Pour mieux définir notre système, nous aurons recours à une comparaison. Lorsqu’au milieu d'un pays coule un large fleuve, ce fleuve est une cause générale de prospérité ; mais quelquefois la trop grande abondance de ses eaux ou leur excessive rareté amène ou l'inondation ou la sécheresse. Que fait-on pour remédier à ces deux fléaux ? On creuse, le Nil nous en fournit l’exemple, de vastes bassins, où le fleuve déverse le surplus de ses eaux quant il en a trop et en reprend au contraire quand il n’en a pas assez ; et de cette manière on assure aux flots cette égalité constante de niveau d’où nait l’abondance. Eh bien ! Voilà ce que nous proposons pour la classe ouvrière, cet autre fleuve qui peut être à la fois une source de ruine ou de fertilité suivant la manière dont on tracera son cours. Nous demandons pour la masse flottante des travailleurs de grands refuges où l'on s’applique à développer leurs forces comme leur esprit, lorsque l'activité générale du pays se ralentira, conserveront le surplus des forces non employées pour les rendre ensuite au fur et à mesure au mouvement général. Nous demandons en un mot de véritables déversoirs de la population, réservoirs utiles du travail, qui maintiennent toujours à la hauteur cet autre niveau de la justice divine qui veut que la sueur du pauvre reçoive sa juste rétribution.

Les prud’hommes, c’est à les représentants des ouvriers, seront les régulateurs de cet échange continuel. Les prud’hommes de l’industrie privée, au fait de tout les besoins de leurs subordonnés, partageront avec les maires des communes le droit d’envoyer aux colonies agricoles ceux qu'ils ne pourront pas employer. Les prud’hommes des colonies, au fait de la capacité de chacun, chercheront à placer avantageusement dans l'industrie privée tous ceux dont celle-ci aurait besoin. On trouvera peut être quelques inconvénients pratiques à cet échange ; mais quelle est l’institution qui n’en offre pas dans ces commencements ? Celle-ci aura l’immense avantage de multiplier l’instruction du peuple, de lui donner un travail salubre et de lui apprendre l’agriculture ; elle rendra générale cette habitude que l’industrie du sucre de betterave et même l’industrie de la soie ont déjà introduite, de faire passer alternativement les ouvriers du travail des champs à celui des ateliers.

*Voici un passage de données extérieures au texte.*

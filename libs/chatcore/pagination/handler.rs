use crate::domain::Message;
use crate::pagination::request::{MessagesPagination, PaginationParameter};
use crate::pagination::state::MessagesPaginationState;
use std::fmt::Display;
use tracing::debug;

/// Reconciles `MessagesPaginationState` around page requests
///
/// Single owner: call `begin` before issuing a request and `end` with its
/// outcome. The handler does not reject overlapping requests; callers
/// check the `is_loading_*` flags first.
#[derive(Debug, Clone, Default)]
pub struct MessagesPaginationStateHandler {
    state: MessagesPaginationState,
}

impl MessagesPaginationStateHandler {
    pub fn new() -> Self {
        Self::default()
    }

    #[inline]
    pub fn state(&self) -> &MessagesPaginationState {
        &self.state
    }

    pub fn begin(&mut self, pagination: &MessagesPagination) {
        match &pagination.parameter {
            None => self.state = MessagesPaginationState::initial(),
            Some(PaginationParameter::LessThan(_)) => {
                self.state.is_loading_previous_messages = true;
            }
            Some(PaginationParameter::GreaterThan(_)) => {
                self.state.is_loading_next_messages = true;
            }
            Some(PaginationParameter::Around(_)) => {
                self.state.is_loading_middle_messages = true;
                self.state.set_has_loaded_all_next_messages(false);
            }
        }
    }

    /// Apply the outcome of a request
    ///
    /// A failure changes nothing; pair it with `cancel` to release the
    /// in-flight flag. A success clears the flag and moves the boundaries.
    pub fn end<E: Display>(
        &mut self,
        pagination: &MessagesPagination,
        result: &Result<Vec<Message>, E>,
    ) {
        let messages = match result {
            Ok(messages) => messages,
            Err(e) => {
                debug!("Page request {:?} failed, keeping state: {}", pagination, e);
                return;
            }
        };

        self.cancel(pagination);
        let is_short_page = messages.len() < pagination.page_size;

        match &pagination.parameter {
            None => {
                if let Some(oldest) = oldest(messages) {
                    self.state.oldest_fetched_message = Some(oldest.clone());
                }
                self.state.set_has_loaded_all_next_messages(true);
                if is_short_page {
                    self.state.has_loaded_all_previous_messages = true;
                }
            }
            Some(PaginationParameter::LessThan(_)) => {
                if let Some(oldest) = oldest(messages) {
                    self.state.oldest_fetched_message = Some(oldest.clone());
                }
                if is_short_page {
                    self.state.has_loaded_all_previous_messages = true;
                }
            }
            Some(PaginationParameter::GreaterThan(_)) => {
                if let Some(newest) = newest(messages) {
                    self.state.set_newest_fetched_message(Some(newest.clone()));
                }
                if is_short_page {
                    self.state.set_has_loaded_all_next_messages(true);
                }
            }
            Some(PaginationParameter::Around(anchor)) => {
                // The window comes back ordered oldest to newest
                if let Some(first) = messages.first() {
                    self.state.oldest_fetched_message = Some(first.clone());
                }

                let (all_previous, all_next) = if is_short_page {
                    (true, true)
                } else {
                    match messages.iter().position(|m| &m.id == anchor) {
                        // Thread roots are fetched elsewhere; nothing precedes them
                        None => (true, self.state.has_loaded_all_next_messages()),
                        Some(index) if index <= messages.len() / 2 => (true, false),
                        Some(_) => (false, true),
                    }
                };

                self.state.has_loaded_all_previous_messages = all_previous;
                self.state.set_has_loaded_all_next_messages(all_next);
                if let Some(last) = messages.last() {
                    self.state.set_newest_fetched_message(Some(last.clone()));
                }
            }
        }
    }

    /// Release the in-flight flag of the request's direction, nothing else
    pub fn cancel(&mut self, pagination: &MessagesPagination) {
        match &pagination.parameter {
            None => {}
            Some(PaginationParameter::LessThan(_)) => {
                self.state.is_loading_previous_messages = false;
            }
            Some(PaginationParameter::GreaterThan(_)) => {
                self.state.is_loading_next_messages = false;
            }
            Some(PaginationParameter::Around(_)) => {
                self.state.is_loading_middle_messages = false;
            }
        }
    }

    /// Tail boundary as it stands, for undoing a jump that fails
    pub fn next_boundary(&self) -> (bool, Option<Message>) {
        (
            self.state.has_loaded_all_next_messages(),
            self.state.newest_fetched_message().cloned(),
        )
    }

    pub fn restore_next_boundary(&mut self, (has_loaded_all_next, newest): (bool, Option<Message>)) {
        self.state.set_has_loaded_all_next_messages(has_loaded_all_next);
        self.state.set_newest_fetched_message(newest);
    }

    /// Clear the previous/next in-flight flags of requests whose results
    /// will be discarded
    pub fn release_directional(&mut self) {
        self.state.is_loading_previous_messages = false;
        self.state.is_loading_next_messages = false;
    }
}

fn oldest(messages: &[Message]) -> Option<&Message> {
    messages.iter().min_by_key(|m| m.created_at)
}

fn newest(messages: &[Message]) -> Option<&Message> {
    messages.iter().max_by_key(|m| m.created_at)
}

Les prud’hommes seront au nombre de un sur dix, comme dans l’industrie privée.

Au-dessus des prud’hommes, il y aura des directeurs chargés d’enseigner l’art de la culture des terres.

Ces directeurs seront élus par les ouvriers et les prud’hommes réunis. Pour qu’ils soient éligibles, on exigera d’eux des preuves de connaissances spéciales en agriculture. Enfin au dessus de ces directeurs, de ces prud’hommes, de ces ouvriers, il y aura un directeur par colonie. Ce gouverneur sera nommé par les prud’hommes et les directeurs réunis.

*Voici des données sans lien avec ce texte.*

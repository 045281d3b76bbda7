use std::time::Duration;

/// Ping interval once a session is established
pub const DEFAULT_HEARTBEAT_INTERVAL: Duration = Duration::from_secs(30);

/// How long to wait for a pong after a ping
pub const DEFAULT_PONG_TIMEOUT: Duration = Duration::from_secs(3);

/// How long a backgrounded process keeps its connection
pub const DEFAULT_BACKGROUND_GRACE: Duration = Duration::from_secs(300);

/// Settings for a transport client
///
/// Built through `WebSocketClientBuilder`; the strategy, decoder, engine
/// and reachability objects live next to it in the client task.
#[derive(Debug, Clone)]
pub struct ClientConfig {
    /// WebSocket URL (wss:// or ws://)
    pub(crate) url: String,

    /// Interval between heartbeat pings
    pub(crate) heartbeat_interval: Duration,

    /// Pong watchdog timeout
    pub(crate) pong_timeout: Duration,

    /// Grace window in background before the connection is closed
    pub(crate) background_grace: Duration,

    /// Keep the connection for `background_grace` when backgrounded;
    /// otherwise close it immediately
    pub(crate) stays_connected_in_background: bool,
}

impl ClientConfig {
    pub fn new(url: impl Into<String>) -> Self {
        Self {
            url: url.into(),
            heartbeat_interval: DEFAULT_HEARTBEAT_INTERVAL,
            pong_timeout: DEFAULT_PONG_TIMEOUT,
            background_grace: DEFAULT_BACKGROUND_GRACE,
            stays_connected_in_background: true,
        }
    }

    /// Get a reference to the URL
    pub fn url(&self) -> &str {
        &self.url
    }

    pub fn heartbeat_interval(&self) -> Duration {
        self.heartbeat_interval
    }

    pub fn pong_timeout(&self) -> Duration {
        self.pong_timeout
    }

    pub fn background_grace(&self) -> Duration {
        self.background_grace
    }

    pub fn stays_connected_in_background(&self) -> bool {
        self.stays_connected_in_background
    }
}
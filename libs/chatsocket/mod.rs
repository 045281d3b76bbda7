//! # ChatSocket
//!
//! Real-time transport for the chat core: one WebSocket connection per
//! client, driven by a single serial task.
//!
//! ## Features
//!
//! - **Observable state machine**: `ConnectionState` with typed disconnect reasons
//! - **Jittered backoff**: pluggable `ReconnectionStrategy`, terminal close detection
//! - **Heartbeat and pong watchdog**: suspended the moment the session drops
//! - **Lifecycle aware**: background grace window, reachability gating
//! - **Type-state builder**: URL and frame decoder enforced at compile time
//! - **Engine seam**: tokio-tungstenite by default, scriptable in tests

pub mod core;
pub mod traits;

// Re-export all traits
pub use traits::*;

// Re-export core client functionality
pub use core::{
    builder,
    builder::{states, WebSocketClientBuilder},
    classify_disconnect, client,
    client::{ClientEvent, WebSocketClient},
    config,
    config::ClientConfig,
    connection_state,
    connection_state::{
        AppState, ConnectionState, DisconnectReason, DisconnectSource, SharedConnectionState,
    },
    engine,
    engine::{EngineEvent, EngineEventSink, TungsteniteEngine, WebSocketEngine},
    heartbeat, metrics,
    metrics::{AtomicMetrics, Metrics},
    reconnection,
    reconnection::{DisconnectDisposition, ReconnectionContext},
    timer,
    timer::ScheduledTask,
};

// Convenience function
pub use core::builder as client_builder;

L’administration se composera du gouverneur et d’un comité formé d'un tiers de directeurs et de deux tiers de prud’hommes.

Chaque année les comptes seront imprimés, communiqués à l'assemblée générale des travailleurs et soumis au conseil général du département, qui devra les approuver et aura le droit de casser les prud'hommes ou directeurs qui auraient montré leur capacité. Tous les ans les gouverneurs des colonies se rendront à Paris, et là, sous la présidence du ministre de l’intérieur, ils discuteront le meilleur emploi à faire des bénéfices dans l’intérêt de l'association générale.

Tout commencement est pénible ; ainsi nous n'avons pas trouvé les moyens de créer ces colonies agricoles économiquement, sans établir des espèces de camp où les ouvriers seront baraqués comme nos troupes, pendant les premières périodes. Il va sans dire que dès que les recettes surpasseront les dépenses, on remplacera ces baraques par des maisons saines bâties d’après un plan mûrement médité. On construira allures des bâtiments accessoires pour donner aux membres de la colonie et aux enfants l’instruction civile et religieuse. Enfin on formera de vastes hôpitaux pour les infirmes, pour ceux que l’âge aurait mis dans l’impossibilité de travailler.

Une discipline sévère régnera dans ces colonies ; la vie y sera salutaire, mais rude ; car leur but n’est pas de nourrir des fainéants, mais d’ennoblir l’homme par un travail sain et rémunérateur et par une éducation morale. Les ouvriers et les familles occupés dans ces colonies y seront entretenus le plus simplement possible. Le logement, la solde, la nourriture, l’habillement seront réglés d’après le tarif de l’armée, car l’organisation militaire est la seule qui soit basée à la fois sur le bien-être de tous ses membres et sur la plus stricte économie.

Cependant ces établissements n’auraient rien de militaire, ils emprunteraient à l’armée son ordre admirable, et voilà tout.

L’armée est simplement une organisation, la classe ouvrière formerait une association. Ces deux corps auraient donc un principe et un but tout différents.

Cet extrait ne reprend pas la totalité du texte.